▸ WHAT IS REQUIRED
Go line by line through the data below, counting each one that has "sleep", and give the final count only.

▸ RECORDS FOR THE EXERCISE
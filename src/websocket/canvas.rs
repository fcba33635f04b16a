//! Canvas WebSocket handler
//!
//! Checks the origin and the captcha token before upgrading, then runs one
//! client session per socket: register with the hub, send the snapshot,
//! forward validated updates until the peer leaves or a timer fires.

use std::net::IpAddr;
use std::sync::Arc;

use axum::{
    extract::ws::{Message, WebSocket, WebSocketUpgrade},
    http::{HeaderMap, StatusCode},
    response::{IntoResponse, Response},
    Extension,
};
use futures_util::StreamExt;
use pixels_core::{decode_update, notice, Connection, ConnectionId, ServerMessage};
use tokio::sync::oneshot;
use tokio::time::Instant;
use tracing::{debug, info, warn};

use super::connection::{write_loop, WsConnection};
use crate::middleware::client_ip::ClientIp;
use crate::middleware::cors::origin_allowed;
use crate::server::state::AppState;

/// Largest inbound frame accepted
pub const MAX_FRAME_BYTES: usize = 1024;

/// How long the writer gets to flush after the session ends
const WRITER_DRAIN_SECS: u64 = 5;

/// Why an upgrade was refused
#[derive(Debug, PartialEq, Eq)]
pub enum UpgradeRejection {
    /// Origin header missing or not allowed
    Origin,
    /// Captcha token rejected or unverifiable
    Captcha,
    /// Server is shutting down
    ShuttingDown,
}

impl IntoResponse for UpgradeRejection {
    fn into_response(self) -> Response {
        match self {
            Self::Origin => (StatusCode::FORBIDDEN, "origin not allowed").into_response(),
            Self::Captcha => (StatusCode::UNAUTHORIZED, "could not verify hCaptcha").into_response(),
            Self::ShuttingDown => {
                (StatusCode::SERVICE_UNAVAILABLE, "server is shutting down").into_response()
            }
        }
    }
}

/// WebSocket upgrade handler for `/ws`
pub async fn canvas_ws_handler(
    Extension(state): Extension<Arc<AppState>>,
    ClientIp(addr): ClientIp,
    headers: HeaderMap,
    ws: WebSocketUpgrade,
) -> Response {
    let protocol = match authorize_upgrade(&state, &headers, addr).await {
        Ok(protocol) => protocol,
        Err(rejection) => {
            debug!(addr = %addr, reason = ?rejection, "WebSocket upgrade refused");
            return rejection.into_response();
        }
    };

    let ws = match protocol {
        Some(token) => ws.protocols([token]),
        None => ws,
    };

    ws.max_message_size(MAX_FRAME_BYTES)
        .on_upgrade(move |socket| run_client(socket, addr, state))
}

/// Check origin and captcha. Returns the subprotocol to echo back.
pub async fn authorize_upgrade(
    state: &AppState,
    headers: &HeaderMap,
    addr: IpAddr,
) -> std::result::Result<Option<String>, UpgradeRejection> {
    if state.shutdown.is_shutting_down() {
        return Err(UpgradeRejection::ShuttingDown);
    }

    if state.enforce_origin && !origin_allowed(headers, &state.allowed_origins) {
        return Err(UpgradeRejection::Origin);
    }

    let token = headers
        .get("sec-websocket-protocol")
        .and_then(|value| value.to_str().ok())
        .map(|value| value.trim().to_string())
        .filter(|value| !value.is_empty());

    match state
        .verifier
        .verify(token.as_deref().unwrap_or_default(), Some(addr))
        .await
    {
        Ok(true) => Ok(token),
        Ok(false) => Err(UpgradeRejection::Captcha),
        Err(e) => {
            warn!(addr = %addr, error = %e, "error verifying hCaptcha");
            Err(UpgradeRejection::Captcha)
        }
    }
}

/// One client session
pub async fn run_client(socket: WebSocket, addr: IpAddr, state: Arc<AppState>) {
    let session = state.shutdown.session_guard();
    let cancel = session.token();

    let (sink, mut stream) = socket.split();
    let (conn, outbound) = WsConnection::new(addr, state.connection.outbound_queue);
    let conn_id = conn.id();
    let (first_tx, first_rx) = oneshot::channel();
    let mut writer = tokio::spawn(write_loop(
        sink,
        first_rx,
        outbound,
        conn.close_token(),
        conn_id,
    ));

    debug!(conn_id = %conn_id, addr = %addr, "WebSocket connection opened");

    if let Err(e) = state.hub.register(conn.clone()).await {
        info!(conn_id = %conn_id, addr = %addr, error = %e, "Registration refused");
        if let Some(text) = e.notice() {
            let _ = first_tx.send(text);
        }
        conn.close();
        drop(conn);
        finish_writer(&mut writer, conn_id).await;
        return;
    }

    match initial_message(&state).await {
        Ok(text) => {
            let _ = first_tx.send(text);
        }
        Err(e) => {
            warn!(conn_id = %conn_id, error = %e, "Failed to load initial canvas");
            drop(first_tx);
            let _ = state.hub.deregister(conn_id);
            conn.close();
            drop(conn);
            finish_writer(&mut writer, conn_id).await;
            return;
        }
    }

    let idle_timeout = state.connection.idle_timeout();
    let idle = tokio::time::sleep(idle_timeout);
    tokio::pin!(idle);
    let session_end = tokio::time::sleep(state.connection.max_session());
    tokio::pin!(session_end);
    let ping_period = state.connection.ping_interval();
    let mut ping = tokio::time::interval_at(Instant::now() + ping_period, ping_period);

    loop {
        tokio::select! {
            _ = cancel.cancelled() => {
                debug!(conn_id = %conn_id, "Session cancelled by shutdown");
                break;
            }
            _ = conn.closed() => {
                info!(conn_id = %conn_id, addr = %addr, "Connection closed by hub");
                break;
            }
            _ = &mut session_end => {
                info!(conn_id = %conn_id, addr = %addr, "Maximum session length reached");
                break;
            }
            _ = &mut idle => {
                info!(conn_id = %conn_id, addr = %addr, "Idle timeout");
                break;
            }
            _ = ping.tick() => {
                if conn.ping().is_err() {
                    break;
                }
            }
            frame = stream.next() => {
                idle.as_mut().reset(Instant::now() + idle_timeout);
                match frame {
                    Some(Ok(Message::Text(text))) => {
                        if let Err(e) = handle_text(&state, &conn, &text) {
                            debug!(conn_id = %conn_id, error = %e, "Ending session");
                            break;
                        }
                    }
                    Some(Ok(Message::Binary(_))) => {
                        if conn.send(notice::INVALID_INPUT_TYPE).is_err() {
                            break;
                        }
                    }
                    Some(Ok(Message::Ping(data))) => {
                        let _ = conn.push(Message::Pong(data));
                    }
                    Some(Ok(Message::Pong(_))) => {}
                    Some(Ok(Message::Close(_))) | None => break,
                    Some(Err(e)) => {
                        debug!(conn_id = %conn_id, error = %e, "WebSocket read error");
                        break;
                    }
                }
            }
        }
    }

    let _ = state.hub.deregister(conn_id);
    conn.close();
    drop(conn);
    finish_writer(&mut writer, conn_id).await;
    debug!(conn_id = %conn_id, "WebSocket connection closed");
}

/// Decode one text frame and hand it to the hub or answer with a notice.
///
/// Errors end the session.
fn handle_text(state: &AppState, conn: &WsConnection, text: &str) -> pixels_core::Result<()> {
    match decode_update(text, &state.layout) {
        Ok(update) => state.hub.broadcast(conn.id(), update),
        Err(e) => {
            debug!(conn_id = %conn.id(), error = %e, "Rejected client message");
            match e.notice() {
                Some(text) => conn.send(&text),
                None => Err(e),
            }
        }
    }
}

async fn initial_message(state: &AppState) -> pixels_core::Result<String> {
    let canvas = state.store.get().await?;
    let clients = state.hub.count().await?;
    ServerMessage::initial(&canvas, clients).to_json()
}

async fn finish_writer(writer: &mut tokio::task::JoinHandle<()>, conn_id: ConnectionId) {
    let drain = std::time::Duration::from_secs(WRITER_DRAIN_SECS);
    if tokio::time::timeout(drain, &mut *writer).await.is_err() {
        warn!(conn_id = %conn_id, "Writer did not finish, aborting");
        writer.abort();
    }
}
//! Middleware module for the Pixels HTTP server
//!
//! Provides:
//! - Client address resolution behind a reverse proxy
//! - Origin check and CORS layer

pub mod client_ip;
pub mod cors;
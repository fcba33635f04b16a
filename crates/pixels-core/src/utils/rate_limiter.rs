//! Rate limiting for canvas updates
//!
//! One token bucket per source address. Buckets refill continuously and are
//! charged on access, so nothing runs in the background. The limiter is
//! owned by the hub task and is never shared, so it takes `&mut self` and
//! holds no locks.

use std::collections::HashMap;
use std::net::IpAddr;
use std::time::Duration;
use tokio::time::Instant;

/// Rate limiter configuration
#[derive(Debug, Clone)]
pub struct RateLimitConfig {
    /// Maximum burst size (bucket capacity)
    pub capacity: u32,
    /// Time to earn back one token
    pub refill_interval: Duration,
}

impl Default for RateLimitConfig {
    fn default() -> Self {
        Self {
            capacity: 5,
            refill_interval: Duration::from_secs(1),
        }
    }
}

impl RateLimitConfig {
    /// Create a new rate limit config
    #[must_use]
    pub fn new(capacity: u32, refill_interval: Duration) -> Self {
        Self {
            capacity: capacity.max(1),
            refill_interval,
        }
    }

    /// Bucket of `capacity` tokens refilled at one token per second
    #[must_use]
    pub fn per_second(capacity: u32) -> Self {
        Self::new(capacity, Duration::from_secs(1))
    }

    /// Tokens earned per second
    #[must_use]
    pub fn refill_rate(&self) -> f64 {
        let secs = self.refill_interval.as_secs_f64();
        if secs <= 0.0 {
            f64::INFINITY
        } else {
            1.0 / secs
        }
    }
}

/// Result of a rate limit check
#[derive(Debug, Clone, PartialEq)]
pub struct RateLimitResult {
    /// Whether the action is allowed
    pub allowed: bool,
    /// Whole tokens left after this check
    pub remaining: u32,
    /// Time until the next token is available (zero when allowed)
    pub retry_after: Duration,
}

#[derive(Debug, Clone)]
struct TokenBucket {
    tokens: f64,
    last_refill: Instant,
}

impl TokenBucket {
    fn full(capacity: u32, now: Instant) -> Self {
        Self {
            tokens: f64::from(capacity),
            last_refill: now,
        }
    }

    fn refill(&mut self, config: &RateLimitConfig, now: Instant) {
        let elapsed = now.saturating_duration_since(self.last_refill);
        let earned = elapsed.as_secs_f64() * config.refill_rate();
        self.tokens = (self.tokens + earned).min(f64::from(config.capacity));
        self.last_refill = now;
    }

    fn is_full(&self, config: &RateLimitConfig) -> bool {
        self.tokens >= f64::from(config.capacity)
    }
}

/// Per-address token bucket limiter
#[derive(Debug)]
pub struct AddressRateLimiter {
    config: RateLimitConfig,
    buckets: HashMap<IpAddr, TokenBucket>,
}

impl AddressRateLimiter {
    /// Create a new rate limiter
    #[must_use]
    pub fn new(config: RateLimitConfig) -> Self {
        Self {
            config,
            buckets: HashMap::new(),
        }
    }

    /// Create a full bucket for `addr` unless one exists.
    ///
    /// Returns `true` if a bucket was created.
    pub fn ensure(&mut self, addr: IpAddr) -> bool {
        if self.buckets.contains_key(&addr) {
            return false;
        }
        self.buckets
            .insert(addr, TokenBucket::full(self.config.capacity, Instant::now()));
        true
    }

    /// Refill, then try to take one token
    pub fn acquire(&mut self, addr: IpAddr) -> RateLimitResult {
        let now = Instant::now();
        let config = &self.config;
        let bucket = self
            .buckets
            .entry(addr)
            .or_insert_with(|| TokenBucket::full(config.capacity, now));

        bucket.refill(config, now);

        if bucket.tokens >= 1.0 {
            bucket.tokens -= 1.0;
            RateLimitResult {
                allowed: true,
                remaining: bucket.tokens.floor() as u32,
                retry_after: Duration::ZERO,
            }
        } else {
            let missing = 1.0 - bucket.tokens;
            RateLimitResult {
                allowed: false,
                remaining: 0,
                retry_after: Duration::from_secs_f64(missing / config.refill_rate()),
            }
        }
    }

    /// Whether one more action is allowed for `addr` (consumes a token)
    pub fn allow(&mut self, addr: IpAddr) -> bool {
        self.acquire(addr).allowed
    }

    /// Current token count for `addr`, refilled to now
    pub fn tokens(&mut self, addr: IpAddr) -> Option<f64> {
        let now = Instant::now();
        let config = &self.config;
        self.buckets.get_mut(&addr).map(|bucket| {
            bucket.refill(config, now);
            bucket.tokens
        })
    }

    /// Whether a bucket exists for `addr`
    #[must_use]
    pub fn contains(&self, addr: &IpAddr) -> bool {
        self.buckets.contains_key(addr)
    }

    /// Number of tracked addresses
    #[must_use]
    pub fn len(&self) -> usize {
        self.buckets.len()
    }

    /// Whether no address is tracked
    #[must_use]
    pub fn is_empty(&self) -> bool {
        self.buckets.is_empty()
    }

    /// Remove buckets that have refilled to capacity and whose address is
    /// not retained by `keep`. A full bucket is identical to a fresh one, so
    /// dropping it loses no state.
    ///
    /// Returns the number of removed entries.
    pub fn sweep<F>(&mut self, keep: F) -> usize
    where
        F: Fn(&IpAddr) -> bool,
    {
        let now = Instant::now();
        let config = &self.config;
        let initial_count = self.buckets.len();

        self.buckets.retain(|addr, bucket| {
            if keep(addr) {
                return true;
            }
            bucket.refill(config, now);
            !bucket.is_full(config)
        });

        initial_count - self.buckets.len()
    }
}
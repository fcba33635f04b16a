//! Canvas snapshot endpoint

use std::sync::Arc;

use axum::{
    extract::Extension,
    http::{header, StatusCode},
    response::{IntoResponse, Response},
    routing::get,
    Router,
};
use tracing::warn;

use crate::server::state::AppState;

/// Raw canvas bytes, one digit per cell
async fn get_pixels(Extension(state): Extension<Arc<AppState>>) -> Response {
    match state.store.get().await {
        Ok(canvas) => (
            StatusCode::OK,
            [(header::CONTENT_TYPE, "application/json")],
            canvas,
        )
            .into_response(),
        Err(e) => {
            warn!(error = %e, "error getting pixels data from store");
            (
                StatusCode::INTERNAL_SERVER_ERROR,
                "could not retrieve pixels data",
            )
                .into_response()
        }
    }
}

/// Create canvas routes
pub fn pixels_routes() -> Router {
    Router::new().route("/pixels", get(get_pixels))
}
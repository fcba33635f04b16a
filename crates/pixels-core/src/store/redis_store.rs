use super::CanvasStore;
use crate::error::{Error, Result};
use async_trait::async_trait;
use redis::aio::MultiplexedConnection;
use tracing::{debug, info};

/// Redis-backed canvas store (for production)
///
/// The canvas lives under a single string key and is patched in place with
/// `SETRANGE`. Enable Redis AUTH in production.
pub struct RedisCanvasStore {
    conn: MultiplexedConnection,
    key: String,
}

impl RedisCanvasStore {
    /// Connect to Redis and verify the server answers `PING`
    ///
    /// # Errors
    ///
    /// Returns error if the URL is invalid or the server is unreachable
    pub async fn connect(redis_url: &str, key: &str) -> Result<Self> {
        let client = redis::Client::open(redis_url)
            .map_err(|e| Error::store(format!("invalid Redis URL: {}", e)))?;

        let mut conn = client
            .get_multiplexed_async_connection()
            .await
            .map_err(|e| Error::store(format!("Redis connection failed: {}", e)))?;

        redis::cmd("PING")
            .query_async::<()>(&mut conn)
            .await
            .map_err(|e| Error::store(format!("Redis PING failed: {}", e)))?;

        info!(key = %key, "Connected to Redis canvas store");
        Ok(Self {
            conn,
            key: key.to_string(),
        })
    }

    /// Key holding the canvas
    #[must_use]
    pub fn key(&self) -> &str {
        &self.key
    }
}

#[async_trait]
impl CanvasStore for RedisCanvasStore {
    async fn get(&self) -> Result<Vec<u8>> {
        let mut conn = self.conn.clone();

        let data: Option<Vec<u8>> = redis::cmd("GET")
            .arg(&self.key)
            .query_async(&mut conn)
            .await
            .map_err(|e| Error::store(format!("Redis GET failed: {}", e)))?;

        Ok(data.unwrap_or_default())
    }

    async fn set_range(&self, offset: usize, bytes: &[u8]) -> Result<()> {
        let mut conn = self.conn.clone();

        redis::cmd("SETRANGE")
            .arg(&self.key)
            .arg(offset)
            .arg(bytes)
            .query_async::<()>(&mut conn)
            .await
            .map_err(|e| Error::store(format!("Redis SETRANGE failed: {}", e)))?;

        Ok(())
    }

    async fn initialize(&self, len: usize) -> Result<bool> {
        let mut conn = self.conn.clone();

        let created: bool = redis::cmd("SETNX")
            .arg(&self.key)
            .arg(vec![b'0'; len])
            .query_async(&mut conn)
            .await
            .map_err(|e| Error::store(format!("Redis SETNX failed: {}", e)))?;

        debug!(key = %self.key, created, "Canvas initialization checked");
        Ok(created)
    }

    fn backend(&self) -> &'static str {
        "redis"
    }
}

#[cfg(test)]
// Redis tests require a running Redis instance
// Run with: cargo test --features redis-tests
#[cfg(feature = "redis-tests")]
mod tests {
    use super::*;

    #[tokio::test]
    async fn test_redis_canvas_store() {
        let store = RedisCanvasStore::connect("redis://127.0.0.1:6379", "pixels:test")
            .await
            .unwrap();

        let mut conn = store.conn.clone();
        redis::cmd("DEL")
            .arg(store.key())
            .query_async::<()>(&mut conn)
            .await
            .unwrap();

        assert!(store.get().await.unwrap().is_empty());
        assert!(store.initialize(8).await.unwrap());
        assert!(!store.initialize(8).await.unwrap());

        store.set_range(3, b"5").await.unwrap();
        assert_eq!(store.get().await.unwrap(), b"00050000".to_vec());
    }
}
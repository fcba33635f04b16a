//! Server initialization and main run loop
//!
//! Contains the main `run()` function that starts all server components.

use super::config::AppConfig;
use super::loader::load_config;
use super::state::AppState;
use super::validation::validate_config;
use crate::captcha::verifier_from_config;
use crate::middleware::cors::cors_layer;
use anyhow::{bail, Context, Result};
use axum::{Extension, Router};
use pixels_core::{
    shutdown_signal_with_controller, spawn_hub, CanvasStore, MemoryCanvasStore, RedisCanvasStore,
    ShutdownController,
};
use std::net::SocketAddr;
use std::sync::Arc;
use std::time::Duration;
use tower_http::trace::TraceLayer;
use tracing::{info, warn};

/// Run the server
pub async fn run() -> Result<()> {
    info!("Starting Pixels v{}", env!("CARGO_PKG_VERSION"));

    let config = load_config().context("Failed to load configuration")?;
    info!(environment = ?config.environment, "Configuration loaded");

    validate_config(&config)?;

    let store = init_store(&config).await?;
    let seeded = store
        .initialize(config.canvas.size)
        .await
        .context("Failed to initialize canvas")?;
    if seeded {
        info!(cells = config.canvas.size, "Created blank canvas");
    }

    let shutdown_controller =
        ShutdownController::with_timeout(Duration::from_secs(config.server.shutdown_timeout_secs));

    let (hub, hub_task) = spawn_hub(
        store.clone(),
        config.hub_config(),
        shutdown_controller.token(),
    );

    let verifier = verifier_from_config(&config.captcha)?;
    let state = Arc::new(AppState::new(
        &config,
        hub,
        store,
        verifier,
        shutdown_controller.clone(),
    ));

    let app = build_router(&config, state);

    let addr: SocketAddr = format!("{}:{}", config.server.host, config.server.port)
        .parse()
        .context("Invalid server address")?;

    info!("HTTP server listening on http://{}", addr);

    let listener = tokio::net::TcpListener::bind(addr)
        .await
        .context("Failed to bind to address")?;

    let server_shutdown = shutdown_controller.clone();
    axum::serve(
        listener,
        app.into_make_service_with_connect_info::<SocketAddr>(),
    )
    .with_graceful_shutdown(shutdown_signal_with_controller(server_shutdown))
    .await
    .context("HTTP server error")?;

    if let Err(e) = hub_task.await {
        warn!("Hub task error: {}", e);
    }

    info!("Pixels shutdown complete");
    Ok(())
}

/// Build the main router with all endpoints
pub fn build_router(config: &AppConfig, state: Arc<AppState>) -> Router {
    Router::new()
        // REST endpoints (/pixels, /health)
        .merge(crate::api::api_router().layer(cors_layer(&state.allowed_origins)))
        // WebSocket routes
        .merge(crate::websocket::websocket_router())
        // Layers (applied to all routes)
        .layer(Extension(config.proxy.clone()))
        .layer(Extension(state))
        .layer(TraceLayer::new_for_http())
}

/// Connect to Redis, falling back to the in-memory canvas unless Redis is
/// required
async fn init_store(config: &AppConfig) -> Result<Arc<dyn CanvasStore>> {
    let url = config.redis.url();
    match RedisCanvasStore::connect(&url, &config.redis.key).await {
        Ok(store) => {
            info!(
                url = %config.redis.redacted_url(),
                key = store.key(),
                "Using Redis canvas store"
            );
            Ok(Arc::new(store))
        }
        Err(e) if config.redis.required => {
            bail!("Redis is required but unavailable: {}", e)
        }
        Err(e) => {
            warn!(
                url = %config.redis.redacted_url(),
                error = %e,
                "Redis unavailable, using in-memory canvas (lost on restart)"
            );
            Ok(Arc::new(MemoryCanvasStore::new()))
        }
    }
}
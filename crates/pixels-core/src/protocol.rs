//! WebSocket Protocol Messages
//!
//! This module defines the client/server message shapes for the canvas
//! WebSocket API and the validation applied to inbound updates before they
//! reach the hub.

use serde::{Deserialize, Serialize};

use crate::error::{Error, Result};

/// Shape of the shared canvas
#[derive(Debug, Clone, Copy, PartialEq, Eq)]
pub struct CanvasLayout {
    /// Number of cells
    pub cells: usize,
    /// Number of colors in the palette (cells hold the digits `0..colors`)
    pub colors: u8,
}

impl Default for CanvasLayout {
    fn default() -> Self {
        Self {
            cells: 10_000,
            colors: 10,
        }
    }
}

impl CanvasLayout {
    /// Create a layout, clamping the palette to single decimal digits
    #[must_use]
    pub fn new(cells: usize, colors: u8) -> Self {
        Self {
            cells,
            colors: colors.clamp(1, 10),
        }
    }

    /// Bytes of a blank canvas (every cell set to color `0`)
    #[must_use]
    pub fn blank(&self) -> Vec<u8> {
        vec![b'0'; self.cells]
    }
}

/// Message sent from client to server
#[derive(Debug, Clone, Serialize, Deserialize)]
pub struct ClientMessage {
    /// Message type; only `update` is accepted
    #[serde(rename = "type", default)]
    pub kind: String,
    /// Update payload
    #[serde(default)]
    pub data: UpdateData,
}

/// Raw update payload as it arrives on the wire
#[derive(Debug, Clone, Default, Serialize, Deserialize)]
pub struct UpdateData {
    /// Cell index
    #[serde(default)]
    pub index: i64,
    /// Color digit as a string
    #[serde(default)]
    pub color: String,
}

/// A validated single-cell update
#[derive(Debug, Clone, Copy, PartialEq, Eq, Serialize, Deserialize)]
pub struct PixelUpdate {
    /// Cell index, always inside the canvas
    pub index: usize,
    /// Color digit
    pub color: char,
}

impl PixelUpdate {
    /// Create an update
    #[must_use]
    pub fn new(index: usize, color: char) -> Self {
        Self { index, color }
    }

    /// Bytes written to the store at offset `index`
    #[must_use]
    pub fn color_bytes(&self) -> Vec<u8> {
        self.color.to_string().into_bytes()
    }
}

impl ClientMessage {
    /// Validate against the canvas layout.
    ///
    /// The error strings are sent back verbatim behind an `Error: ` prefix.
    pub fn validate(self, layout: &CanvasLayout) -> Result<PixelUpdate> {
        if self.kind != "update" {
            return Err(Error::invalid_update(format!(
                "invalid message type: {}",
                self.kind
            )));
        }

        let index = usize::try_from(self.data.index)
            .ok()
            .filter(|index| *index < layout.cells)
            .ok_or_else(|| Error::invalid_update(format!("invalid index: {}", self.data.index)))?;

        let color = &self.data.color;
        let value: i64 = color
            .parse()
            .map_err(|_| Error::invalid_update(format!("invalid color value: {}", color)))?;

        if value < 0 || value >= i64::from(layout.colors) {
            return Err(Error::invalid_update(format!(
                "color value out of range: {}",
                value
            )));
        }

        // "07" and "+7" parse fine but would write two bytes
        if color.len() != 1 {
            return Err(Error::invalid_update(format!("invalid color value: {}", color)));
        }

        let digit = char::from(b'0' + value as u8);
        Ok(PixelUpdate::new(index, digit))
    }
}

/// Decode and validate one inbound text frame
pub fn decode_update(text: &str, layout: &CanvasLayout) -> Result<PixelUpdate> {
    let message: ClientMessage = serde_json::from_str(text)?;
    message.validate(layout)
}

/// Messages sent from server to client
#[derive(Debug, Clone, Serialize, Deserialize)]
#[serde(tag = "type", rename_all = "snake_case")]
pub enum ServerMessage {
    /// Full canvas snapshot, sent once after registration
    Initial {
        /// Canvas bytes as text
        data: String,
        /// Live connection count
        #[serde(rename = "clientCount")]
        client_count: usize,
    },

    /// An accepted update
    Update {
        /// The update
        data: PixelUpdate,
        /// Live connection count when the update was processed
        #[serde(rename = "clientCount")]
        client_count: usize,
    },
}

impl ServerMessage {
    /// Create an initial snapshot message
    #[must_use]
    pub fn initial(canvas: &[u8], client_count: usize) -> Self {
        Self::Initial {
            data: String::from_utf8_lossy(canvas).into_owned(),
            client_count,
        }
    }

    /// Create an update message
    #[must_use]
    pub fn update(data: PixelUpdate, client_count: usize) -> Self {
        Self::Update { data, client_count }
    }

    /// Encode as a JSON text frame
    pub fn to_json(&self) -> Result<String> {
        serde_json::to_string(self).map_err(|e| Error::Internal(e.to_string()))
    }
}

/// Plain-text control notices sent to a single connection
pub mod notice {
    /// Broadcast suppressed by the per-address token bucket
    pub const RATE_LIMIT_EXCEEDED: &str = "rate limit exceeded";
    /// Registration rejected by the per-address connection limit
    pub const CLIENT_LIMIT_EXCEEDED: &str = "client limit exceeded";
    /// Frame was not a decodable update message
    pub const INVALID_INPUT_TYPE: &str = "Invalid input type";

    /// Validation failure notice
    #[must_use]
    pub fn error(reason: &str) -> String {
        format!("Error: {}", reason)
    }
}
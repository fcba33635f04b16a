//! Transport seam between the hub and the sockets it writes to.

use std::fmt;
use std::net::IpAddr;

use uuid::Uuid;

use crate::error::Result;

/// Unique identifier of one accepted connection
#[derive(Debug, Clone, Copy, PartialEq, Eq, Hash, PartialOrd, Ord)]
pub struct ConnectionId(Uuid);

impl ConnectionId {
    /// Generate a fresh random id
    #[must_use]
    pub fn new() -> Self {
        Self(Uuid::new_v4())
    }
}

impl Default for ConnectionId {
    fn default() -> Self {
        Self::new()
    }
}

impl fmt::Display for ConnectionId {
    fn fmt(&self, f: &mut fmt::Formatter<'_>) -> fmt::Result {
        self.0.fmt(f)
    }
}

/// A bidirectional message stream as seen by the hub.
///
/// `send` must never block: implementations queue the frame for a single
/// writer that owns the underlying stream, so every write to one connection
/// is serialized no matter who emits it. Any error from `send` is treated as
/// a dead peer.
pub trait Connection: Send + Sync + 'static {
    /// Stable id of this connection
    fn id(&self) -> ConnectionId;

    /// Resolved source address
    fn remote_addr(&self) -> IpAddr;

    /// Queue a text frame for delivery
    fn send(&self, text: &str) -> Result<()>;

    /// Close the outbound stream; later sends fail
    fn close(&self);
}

▸ RESULT OF THIS TASK
2